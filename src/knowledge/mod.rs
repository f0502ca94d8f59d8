//! 知识层：文档分块、导入与检索

pub mod chunker;
pub mod retriever;

pub use chunker::{Chunk, Chunker, ChunkingConfig};
pub use retriever::{IngestReport, KnowledgeRetriever, Passage, RetrievalError, RetrieverConfig, DOC_PREFIX};
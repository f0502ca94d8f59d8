//! 推理模式：目标中出现 "think about"、"analyze" 等触发词时，按问题类型给出分步推理框架
//!
//! 框架写入规划与合成的 prompt，模型按步骤思考；回复中不复述这些步骤。

use serde::Serialize;

const TRIGGERS: &[&str] = &[
    "think about",
    "think through",
    "think carefully about",
    "reason about",
    "reason through",
    "reason carefully about",
    "analyze",
    "analyse",
    "consider",
    "evaluate",
    "break down",
    "plan how to",
    "explain step by step",
];

#[derive(Debug, Clone, Copy, PartialEq, Eq, Serialize)]
#[serde(rename_all = "snake_case")]
pub enum QueryKind {
    Explanatory,
    Hypothetical,
    ProblemSolving,
    Comparative,
    General,
}

impl QueryKind {
    fn classify(lower: &str) -> Self {
        let has = |words: &[&str]| words.iter().any(|w| contains_word(lower, w));
        if has(&["how", "why", "what is", "explain"]) {
            QueryKind::Explanatory
        } else if has(&["should", "would", "could", "might"]) {
            QueryKind::Hypothetical
        } else if has(&["help", "fix", "solve", "issue"]) {
            QueryKind::ProblemSolving
        } else if has(&["compare", "difference", "versus", "vs"]) {
            QueryKind::Comparative
        } else {
            QueryKind::General
        }
    }

    pub fn steps(self) -> &'static [&'static str] {
        match self {
            QueryKind::Explanatory => &[
                "Understand the core concept being asked about.",
                "Consider the relevant context and background information.",
                "Explain the concept clearly and concisely.",
                "Give examples that illustrate the explanation.",
            ],
            QueryKind::Hypothetical => &[
                "Describe the hypothetical scenario.",
                "Identify the key assumptions and variables.",
                "Analyze the possible outcomes.",
                "Reach a reasoned conclusion.",
            ],
            QueryKind::ProblemSolving => &[
                "Identify the core problem.",
                "Analyze potential causes.",
                "Consider possible solutions.",
                "Recommend the best approach.",
            ],
            QueryKind::Comparative => &[
                "Identify the entities being compared.",
                "Establish the comparison criteria.",
                "Assess each entity against the criteria.",
                "Give a balanced comparison.",
            ],
            QueryKind::General => &[
                "Understand the query.",
                "Analyze the relevant information.",
                "Synthesize the information.",
                "Give a clear response.",
            ],
        }
    }
}

#[derive(Debug, Clone, PartialEq, Eq, Serialize)]
pub struct ReasoningFrame {
    pub kind: QueryKind,
    pub steps: Vec<&'static str>,
}

impl ReasoningFrame {
    /// 目标不含触发词时返回 None
    pub fn for_goal(utterance: &str) -> Option<Self> {
        let lower = utterance.to_lowercase();
        if !TRIGGERS.iter().any(|t| contains_word(&lower, t)) {
            return None;
        }
        let kind = QueryKind::classify(&lower);
        Some(Self {
            kind,
            steps: kind.steps().to_vec(),
        })
    }

    /// 编号列表
    pub fn render(&self) -> String {
        self.steps
            .iter()
            .enumerate()
            .map(|(i, step)| format!("{}. {}", i + 1, step))
            .collect::<Vec<_>>()
            .join("\n")
    }
}

/// 按词边界匹配（"show" 不算 "how"）
fn contains_word(haystack: &str, needle: &str) -> bool {
    haystack.match_indices(needle).any(|(start, _)| {
        let end = start + needle.len();
        let before = haystack[..start].chars().next_back();
        let after = haystack[end..].chars().next();
        !before.is_some_and(char::is_alphanumeric) && !after.is_some_and(char::is_alphanumeric)
    })
}

#[cfg(test)]
mod tests {
    use super::*;

    #[test]
    fn test_no_trigger_no_frame() {
        assert!(ReasoningFrame::for_goal("what's 2+2").is_none());
        assert!(ReasoningFrame::for_goal("show me the weather").is_none());
        // 词边界：reconsider 不触发
        assert!(ReasoningFrame::for_goal("I will reconsider later").is_none());
    }

    #[test]
    fn test_query_kind_selects_steps() {
        let frame = ReasoningFrame::for_goal("Analyze why my build is slow").unwrap();
        assert_eq!(frame.kind, QueryKind::Explanatory);
        let frame = ReasoningFrame::for_goal("think about whether we should move to Berlin").unwrap();
        assert_eq!(frame.kind, QueryKind::Hypothetical);
        let frame = ReasoningFrame::for_goal("evaluate Rust versus Go for this service").unwrap();
        assert_eq!(frame.kind, QueryKind::Comparative);
        let frame = ReasoningFrame::for_goal("break down this task for me").unwrap();
        assert_eq!(frame.kind, QueryKind::General);
        assert_eq!(frame.steps.len(), 4);
    }

    #[test]
    fn test_render_is_numbered() {
        let frame = ReasoningFrame::for_goal("consider the trade-offs").unwrap();
        let rendered = frame.render();
        assert!(rendered.starts_with("1. Understand the query."));
        assert!(rendered.contains("\n4. Give a clear response."));
    }
}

--------------------------------------------------

**WHAT NEEDS TO BE DONE:**
Filter the entries above and keep only the lines with the word "Debug".

**ANSWER:**
#[derive(Debug, Clone, Copy, PartialEq, Eq, Serialize)]
#[derive(Debug, Clone, PartialEq, Eq, Serialize)]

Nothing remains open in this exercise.